• _Task instructions_: Pick every line from the data that holds the word "business".

Dataset entries
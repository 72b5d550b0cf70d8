//! Run command: the long-lived agent.

use std::sync::Arc;

use anyhow::Context;
use tokio_util::sync::CancellationToken;

use crate::config::Settings;
use crate::plugins;
use crate::watchdog::Watchdog;

use super::open_seen_state;

pub async fn run(settings: Settings) -> anyhow::Result<()> {
    settings.validate()?;
    let seen = open_seen_state(&settings)?;
    let settings = Arc::new(settings);

    let mut watchdog = Watchdog::new(Arc::clone(&settings), seen);
    let plugins = plugins::autoload(&settings)?;
    let loaded = watchdog.load_plugins(plugins);
    crate::log_event!(
        "agent",
        "starting",
        "host {} with {loaded} plugins",
        settings.agent.hostname
    );

    let shutdown = CancellationToken::new();
    let signal_token = shutdown.clone();
    tokio::spawn(async move {
        let signal = shutdown_signal().await;
        crate::log_event!("agent", signal, "finishing in-flight files");
        signal_token.cancel();
    });

    watchdog
        .start(shutdown)
        .await
        .context("watchdog stopped with an error")?;

    crate::log_event!("agent", "stopped");
    Ok(())
}

/// Resolves on Ctrl-C, or on SIGTERM from a service supervisor.
async fn shutdown_signal() -> &'static str {
    let ctrl_c = async {
        if let Err(e) = tokio::signal::ctrl_c().await {
            tracing::warn!("[agent] cannot listen for Ctrl-C: {e}");
            std::future::pending::<()>().await;
        }
    };

    #[cfg(unix)]
    let terminate = async {
        use tokio::signal::unix::{SignalKind, signal};
        match signal(SignalKind::terminate()) {
            Ok(mut stream) => {
                stream.recv().await;
            }
            Err(e) => {
                tracing::warn!("[agent] cannot listen for SIGTERM: {e}");
                std::future::pending::<()>().await;
            }
        }
    };

    #[cfg(not(unix))]
    let terminate = std::future::pending::<()>();

    tokio::select! {
        _ = ctrl_c => "interrupt",
        _ = terminate => "terminated",
    }
}
//! Output sink trait and the per-business ordered chain.

use std::sync::Arc;

use async_trait::async_trait;

use super::error::HandlerError;
use super::record::FileRecord;

/// An output destination for shipped files.
///
/// Handlers log through the process-wide `tracing` subscriber; there is no
/// per-handler logger to inject.
#[async_trait]
pub trait Handler: Send + Sync {
    /// Handler name for logging.
    fn name(&self) -> &str;

    /// Higher runs first.
    fn priority(&self) -> i32;

    /// Ship one file.
    async fn handle(&self, record: &FileRecord) -> Result<(), HandlerError>;

    /// Undo a successful `handle` after a later handler failed.
    ///
    /// Best effort; errors are logged by the caller and go no further.
    async fn rollback(&self, _record: &FileRecord) -> Result<(), HandlerError> {
        Ok(())
    }
}

/// Handlers sorted by descending priority, ties in registration order.
#[derive(Clone, Default)]
pub struct HandlerChain {
    handlers: Vec<Arc<dyn Handler>>,
}

impl HandlerChain {
    pub fn new() -> Self {
        Self::default()
    }

    /// Insert keeping the chain ordered. Stable: equal priorities keep
    /// their registration order.
    pub fn push(&mut self, handler: Arc<dyn Handler>) {
        let priority = handler.priority();
        let at = self
            .handlers
            .iter()
            .position(|h| h.priority() < priority)
            .unwrap_or(self.handlers.len());
        self.handlers.insert(at, handler);
    }

    pub fn iter(&self) -> impl Iterator<Item = &Arc<dyn Handler>> {
        self.handlers.iter()
    }

    pub fn names(&self) -> Vec<&str> {
        self.handlers.iter().map(|h| h.name()).collect()
    }

    pub fn len(&self) -> usize {
        self.handlers.len()
    }

    pub fn is_empty(&self) -> bool {
        self.handlers.is_empty()
    }
}

impl std::fmt::Debug for HandlerChain {
    fn fmt(&self, f: &mut std::fmt::Formatter<'_>) -> std::fmt::Result {
        f.debug_list()
            .entries(self.handlers.iter().map(|h| (h.name(), h.priority())))
            .finish()
    }
}
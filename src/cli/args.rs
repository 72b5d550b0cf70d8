//! CLI argument parsing using clap.

use clap::{
    Parser, Subcommand,
    builder::styling::{AnsiColor, Effects, Styles},
};
use std::path::PathBuf;

fn clap_cargo_style() -> Styles {
    Styles::styled()
        .header(AnsiColor::Cyan.on_default() | Effects::BOLD)
        .usage(AnsiColor::Cyan.on_default() | Effects::BOLD)
        .literal(AnsiColor::Green.on_default())
        .placeholder(AnsiColor::Green.on_default())
}

/// Unattended file-ingestion agent
#[derive(Parser)]
#[command(name = "bizwatch", version, styles = clap_cargo_style())]
#[command(
    about = "Watch business directories and ship new files through their sink chains",
    after_help = "Config file: --config, then $BIZWATCH_CONFIG, then ./conf/bizwatch.toml"
)]
pub struct Cli {
    /// Path to a custom bizwatch.toml
    #[arg(short, long, global = true, value_name = "PATH")]
    pub config: Option<PathBuf>,

    #[command(subcommand)]
    pub command: Commands,
}

/// Available CLI commands
#[derive(Subcommand)]
pub enum Commands {
    /// Start the agent and run until Ctrl-C
    Run,

    /// Load plugins, run the startup hooks and print what would be watched
    Check,

    /// Write a default configuration file
    Init {
        /// Force overwrite existing configuration
        #[arg(short, long)]
        force: bool,
    },

    /// Inspect or edit the seen-state store
    State {
        #[command(subcommand)]
        action: StateAction,
    },
}

#[derive(Subcommand)]
pub enum StateAction {
    /// Show the stored entry for a file
    Get {
        #[arg(value_name = "PATH")]
        path: PathBuf,
    },

    /// Drop a file's entry so it ships again on the next poll
    Forget {
        #[arg(value_name = "PATH")]
        path: PathBuf,
    },

    /// Number of tracked files
    Count,
}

• _Exercise response_:
//! Output sink trait and the per-business ordered chain.
    about = "Watch business directories and ship new files through their sink chains",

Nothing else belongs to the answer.